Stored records
= = =

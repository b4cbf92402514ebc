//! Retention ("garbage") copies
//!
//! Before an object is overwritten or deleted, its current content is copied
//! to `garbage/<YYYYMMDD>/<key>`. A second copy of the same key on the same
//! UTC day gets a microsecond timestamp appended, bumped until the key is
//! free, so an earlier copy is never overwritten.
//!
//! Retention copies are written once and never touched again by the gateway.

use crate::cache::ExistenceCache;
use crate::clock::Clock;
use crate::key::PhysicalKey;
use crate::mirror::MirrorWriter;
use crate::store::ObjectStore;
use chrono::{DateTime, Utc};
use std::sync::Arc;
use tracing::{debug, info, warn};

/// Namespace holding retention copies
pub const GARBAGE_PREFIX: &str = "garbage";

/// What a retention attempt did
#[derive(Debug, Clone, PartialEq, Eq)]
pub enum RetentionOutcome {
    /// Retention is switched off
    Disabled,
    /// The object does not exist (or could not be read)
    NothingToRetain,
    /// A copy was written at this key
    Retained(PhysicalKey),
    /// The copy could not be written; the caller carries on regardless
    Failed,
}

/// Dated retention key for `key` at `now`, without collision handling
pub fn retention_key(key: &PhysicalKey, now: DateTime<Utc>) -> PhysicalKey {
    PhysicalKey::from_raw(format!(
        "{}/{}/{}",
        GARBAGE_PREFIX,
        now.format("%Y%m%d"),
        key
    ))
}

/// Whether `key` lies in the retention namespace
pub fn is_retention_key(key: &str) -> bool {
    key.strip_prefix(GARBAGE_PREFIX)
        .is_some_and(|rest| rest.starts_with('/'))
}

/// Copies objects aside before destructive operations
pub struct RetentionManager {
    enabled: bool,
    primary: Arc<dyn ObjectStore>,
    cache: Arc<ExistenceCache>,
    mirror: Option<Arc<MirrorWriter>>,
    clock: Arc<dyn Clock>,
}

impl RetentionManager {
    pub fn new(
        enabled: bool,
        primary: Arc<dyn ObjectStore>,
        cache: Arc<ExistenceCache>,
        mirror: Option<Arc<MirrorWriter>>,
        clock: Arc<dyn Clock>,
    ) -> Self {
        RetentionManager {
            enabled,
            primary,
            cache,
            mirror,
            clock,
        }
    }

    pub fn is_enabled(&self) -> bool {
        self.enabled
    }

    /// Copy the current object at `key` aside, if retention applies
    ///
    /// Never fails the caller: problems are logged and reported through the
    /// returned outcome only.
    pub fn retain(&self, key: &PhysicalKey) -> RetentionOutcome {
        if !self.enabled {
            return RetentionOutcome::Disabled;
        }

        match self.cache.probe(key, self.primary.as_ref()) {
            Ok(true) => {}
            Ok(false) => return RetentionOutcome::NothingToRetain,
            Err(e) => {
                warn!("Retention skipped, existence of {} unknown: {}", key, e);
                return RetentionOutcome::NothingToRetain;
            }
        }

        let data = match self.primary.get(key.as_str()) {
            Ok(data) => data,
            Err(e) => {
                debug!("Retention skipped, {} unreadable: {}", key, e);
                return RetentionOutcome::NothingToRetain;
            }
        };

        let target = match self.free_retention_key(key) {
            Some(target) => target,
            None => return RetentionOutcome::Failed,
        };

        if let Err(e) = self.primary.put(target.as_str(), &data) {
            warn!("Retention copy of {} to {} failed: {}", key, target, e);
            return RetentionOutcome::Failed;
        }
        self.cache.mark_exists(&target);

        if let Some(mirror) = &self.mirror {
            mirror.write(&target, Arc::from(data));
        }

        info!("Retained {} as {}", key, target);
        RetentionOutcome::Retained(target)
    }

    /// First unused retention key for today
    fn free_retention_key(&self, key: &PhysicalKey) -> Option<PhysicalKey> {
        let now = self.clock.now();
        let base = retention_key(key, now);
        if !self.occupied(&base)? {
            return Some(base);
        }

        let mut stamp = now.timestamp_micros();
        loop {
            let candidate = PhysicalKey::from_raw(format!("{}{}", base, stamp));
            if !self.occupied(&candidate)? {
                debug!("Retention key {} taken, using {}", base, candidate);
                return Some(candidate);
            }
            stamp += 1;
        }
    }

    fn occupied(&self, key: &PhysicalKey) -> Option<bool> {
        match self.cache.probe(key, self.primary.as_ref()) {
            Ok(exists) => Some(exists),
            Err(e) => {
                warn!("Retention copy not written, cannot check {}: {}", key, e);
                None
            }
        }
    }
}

= = =

THE TASK: Write out every entry above, word for word.

FINISHED EXERCISE:
repository b4cbf92402514ebc
//! Retention ("garbage") copies
//!
//! Before an object is overwritten or deleted, its current content is copied
//! to `garbage/<YYYYMMDD>/<key>`. A second copy of the same key on the same
//! UTC day gets a microsecond timestamp appended, bumped until the key is
//! free, so an earlier copy is never overwritten.
//!
//! Retention copies are written once and never touched again by the gateway.

use crate::cache::ExistenceCache;
use crate::clock::Clock;
use crate::key::PhysicalKey;
use crate::mirror::MirrorWriter;
use crate::store::ObjectStore;
use chrono::{DateTime, Utc};
use std::sync::Arc;
use tracing::{debug, info, warn};

/// Namespace holding retention copies
pub const GARBAGE_PREFIX: &str = "garbage";

/// What a retention attempt did
#[derive(Debug, Clone, PartialEq, Eq)]
pub enum RetentionOutcome {
    /// Retention is switched off
    Disabled,
    /// The object does not exist (or could not be read)
    NothingToRetain,
    /// A copy was written at this key
    Retained(PhysicalKey),
    /// The copy could not be written; the caller carries on regardless
    Failed,
}

/// Dated retention key for `key` at `now`, without collision handling
pub fn retention_key(key: &PhysicalKey, now: DateTime<Utc>) -> PhysicalKey {
    PhysicalKey::from_raw(format!(
        "{}/{}/{}",
        GARBAGE_PREFIX,
        now.format("%Y%m%d"),
        key
    ))
}

/// Whether `key` lies in the retention namespace
pub fn is_retention_key(key: &str) -> bool {
    key.strip_prefix(GARBAGE_PREFIX)
        .is_some_and(|rest| rest.starts_with('/'))
}

/// Copies objects aside before destructive operations
pub struct RetentionManager {
    enabled: bool,
    primary: Arc<dyn ObjectStore>,
    cache: Arc<ExistenceCache>,
    mirror: Option<Arc<MirrorWriter>>,
    clock: Arc<dyn Clock>,
}

impl RetentionManager {
    pub fn new(
        enabled: bool,
        primary: Arc<dyn ObjectStore>,
        cache: Arc<ExistenceCache>,
        mirror: Option<Arc<MirrorWriter>>,
        clock: Arc<dyn Clock>,
    ) -> Self {
        RetentionManager {
            enabled,
            primary,
            cache,
            mirror,
            clock,
        }
    }

    pub fn is_enabled(&self) -> bool {
        self.enabled
    }

    /// Copy the current object at `key` aside, if retention applies
    ///
    /// Never fails the caller: problems are logged and reported through the
    /// returned outcome only.
    pub fn retain(&self, key: &PhysicalKey) -> RetentionOutcome {
        if !self.enabled {
            return RetentionOutcome::Disabled;
        }

        match self.cache.probe(key, self.primary.as_ref()) {
            Ok(true) => {}
            Ok(false) => return RetentionOutcome::NothingToRetain,
            Err(e) => {
                warn!("Retention skipped, existence of {} unknown: {}", key, e);
                return RetentionOutcome::NothingToRetain;
            }
        }

        let data = match self.primary.get(key.as_str()) {
            Ok(data) => data,
            Err(e) => {
                debug!("Retention skipped, {} unreadable: {}", key, e);
                return RetentionOutcome::NothingToRetain;
            }
        };

        let target = match self.free_retention_key(key) {
            Some(target) => target,
            None => return RetentionOutcome::Failed,
        };

        if let Err(e) = self.primary.put(target.as_str(), &data) {
            warn!("Retention copy of {} to {} failed: {}", key, target, e);
            return RetentionOutcome::Failed;
        }
        self.cache.mark_exists(&target);

        if let Some(mirror) = &self.mirror {
            mirror.write(&target, Arc::from(data));
        }

        info!("Retained {} as {}", key, target);
        RetentionOutcome::Retained(target)
    }

    /// First unused retention key for today
    fn free_retention_key(&self, key: &PhysicalKey) -> Option<PhysicalKey> {
        let now = self.clock.now();
        let base = retention_key(key, now);
        if !self.occupied(&base)? {
            return Some(base);
        }

        let mut stamp = now.timestamp_micros();
        loop {
            let candidate = PhysicalKey::from_raw(format!("{}{}", base, stamp));
            if !self.occupied(&candidate)? {
                debug!("Retention key {} taken, using {}", base, candidate);
                return Some(candidate);
            }
            stamp += 1;
        }
    }

    fn occupied(&self, key: &PhysicalKey) -> Option<bool> {
        match self.cache.probe(key, self.primary.as_ref()) {
            Ok(exists) => Some(exists),
            Err(e) => {
                warn!("Retention copy not written, cannot check {}: {}", key, e);
                None
            }
        }
    }
}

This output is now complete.